BEGIN

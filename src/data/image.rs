//! Single-frame 2D image data and sub-array extraction.

use ndarray::{Array2, s};

use crate::model::Region;

/// A single-frame 2D grid of numeric intensity samples.
///
/// Stored row-major with ndarray's `[row, col] = [y, x]` convention, so the
/// array shape is `(height, width)`. Dimensions are fixed at load time; a new
/// load produces a new `ImageData`.
#[derive(Debug, Clone)]
pub struct ImageData {
    data: Array2<f32>,
    width: u32,
    height: u32,
}

impl ImageData {
    /// Wrap a `(height, width)` sample grid.
    pub fn new(data: Array2<f32>) -> Self {
        let (height, width) = data.dim();
        Self {
            data,
            width: width as u32,
            height: height as u32,
        }
    }

    /// Image width in pixels.
    pub fn width(&self) -> u32 {
        self.width
    }

    /// Image height in pixels.
    pub fn height(&self) -> u32 {
        self.height
    }

    /// The full `(height, width)` sample grid.
    pub fn data(&self) -> &Array2<f32> {
        &self.data
    }

    /// Rectangular sub-array `data[top..bottom, left..right]` for a region.
    ///
    /// The region is brought to canonical form first, but its bounds are
    /// otherwise taken as-is: out-of-range bounds are not clamped. A
    /// zero-area or out-of-range region yields an empty `(0, 0)` array, and
    /// callers treat that as "no samples contributed" rather than an error.
    pub fn extract(&self, region: &Region) -> Array2<f32> {
        let r = region.normalized();
        let (x0, y0) = (r.left(), r.top());
        let (x1, y1) = (r.right(), r.bottom());

        let in_range =
            x0 >= 0 && y0 >= 0 && x1 <= self.width as i32 && y1 <= self.height as i32;
        if !in_range || r.is_empty() {
            return Array2::zeros((0, 0));
        }

        self.data
            .slice(s![y0 as usize..y1 as usize, x0 as usize..x1 as usize])
            .to_owned()
    }

    /// Flattened 1D sequence of the samples inside a region.
    pub fn samples(&self, region: &Region) -> Vec<f32> {
        self.extract(region).into_iter().collect()
    }
}

#[cfg(test)]
mod tests {
    use super::*;

    fn ramp_image(width: usize, height: usize) -> ImageData {
        // Sample value encodes its coordinates: v = y * 100 + x
        ImageData::new(Array2::from_shape_fn((height, width), |(y, x)| {
            (y * 100 + x) as f32
        }))
    }

    #[test]
    fn test_extract_interior_region() {
        let img = ramp_image(8, 6);
        let sub = img.extract(&Region::new(2, 1, 3, 2));
        assert_eq!(sub.dim(), (2, 3));
        assert_eq!(sub[[0, 0]], 102.0);
        assert_eq!(sub[[1, 2]], 204.0);
    }

    #[test]
    fn test_extract_full_image() {
        let img = ramp_image(4, 3);
        let sub = img.extract(&Region::new(0, 0, 4, 3));
        assert_eq!(sub, *img.data());
    }

    #[test]
    fn test_extract_zero_area_yields_no_samples() {
        let img = ramp_image(4, 4);
        assert_eq!(img.extract(&Region::new(1, 1, 0, 3)).len(), 0);
        assert_eq!(img.extract(&Region::new(1, 1, 3, 0)).len(), 0);
        assert!(img.samples(&Region::new(2, 2, 0, 0)).is_empty());
    }

    #[test]
    fn test_extract_out_of_range_yields_empty() {
        let img = ramp_image(4, 4);
        assert_eq!(img.extract(&Region::new(-1, 0, 2, 2)).len(), 0);
        assert_eq!(img.extract(&Region::new(3, 3, 2, 2)).len(), 0);
    }

    #[test]
    fn test_extract_clamped_region_yields_intersection() {
        let img = ImageData::new(Array2::from_elem((4, 4), 200.0));
        let region = Region::new(2, 2, 4, 4);

        // As-is the bounds run off the image, so nothing is extracted.
        assert_eq!(img.samples(&region).len(), 0);

        // Clipped to the image, the 2x2 intersection contributes.
        let clipped = region.clamped(img.width(), img.height());
        let samples = img.samples(&clipped);
        assert_eq!(samples.len(), 4);
        assert!(samples.iter().all(|&v| v == 200.0));
    }

    #[test]
    fn test_extract_normalizes_inverted_bounds() {
        let img = ramp_image(8, 8);
        let dragged = Region::new(5, 4, -3, -2);
        assert_eq!(img.extract(&dragged), img.extract(&dragged.normalized()));
    }
}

END

Report each line in the data that holds the word "ndarray".

use ndarray::{Array2, s};
/// Stored row-major with ndarray's `[row, col] = [y, x]` convention, so the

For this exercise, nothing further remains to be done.